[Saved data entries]
——————
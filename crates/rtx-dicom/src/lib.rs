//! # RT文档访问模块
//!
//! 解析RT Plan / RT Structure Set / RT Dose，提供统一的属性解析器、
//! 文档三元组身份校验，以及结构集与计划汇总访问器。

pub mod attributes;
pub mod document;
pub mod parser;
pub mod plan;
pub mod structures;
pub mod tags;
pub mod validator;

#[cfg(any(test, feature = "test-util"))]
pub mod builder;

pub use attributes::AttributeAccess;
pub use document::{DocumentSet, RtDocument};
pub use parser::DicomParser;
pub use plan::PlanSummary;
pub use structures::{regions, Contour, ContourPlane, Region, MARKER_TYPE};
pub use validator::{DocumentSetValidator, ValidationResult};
——————
◆ Problem: Return the lines above that include the string "structures".

◆ Result of this task:
pub mod structures;
pub use structures::{regions, Contour, ContourPlane, Region, MARKER_TYPE};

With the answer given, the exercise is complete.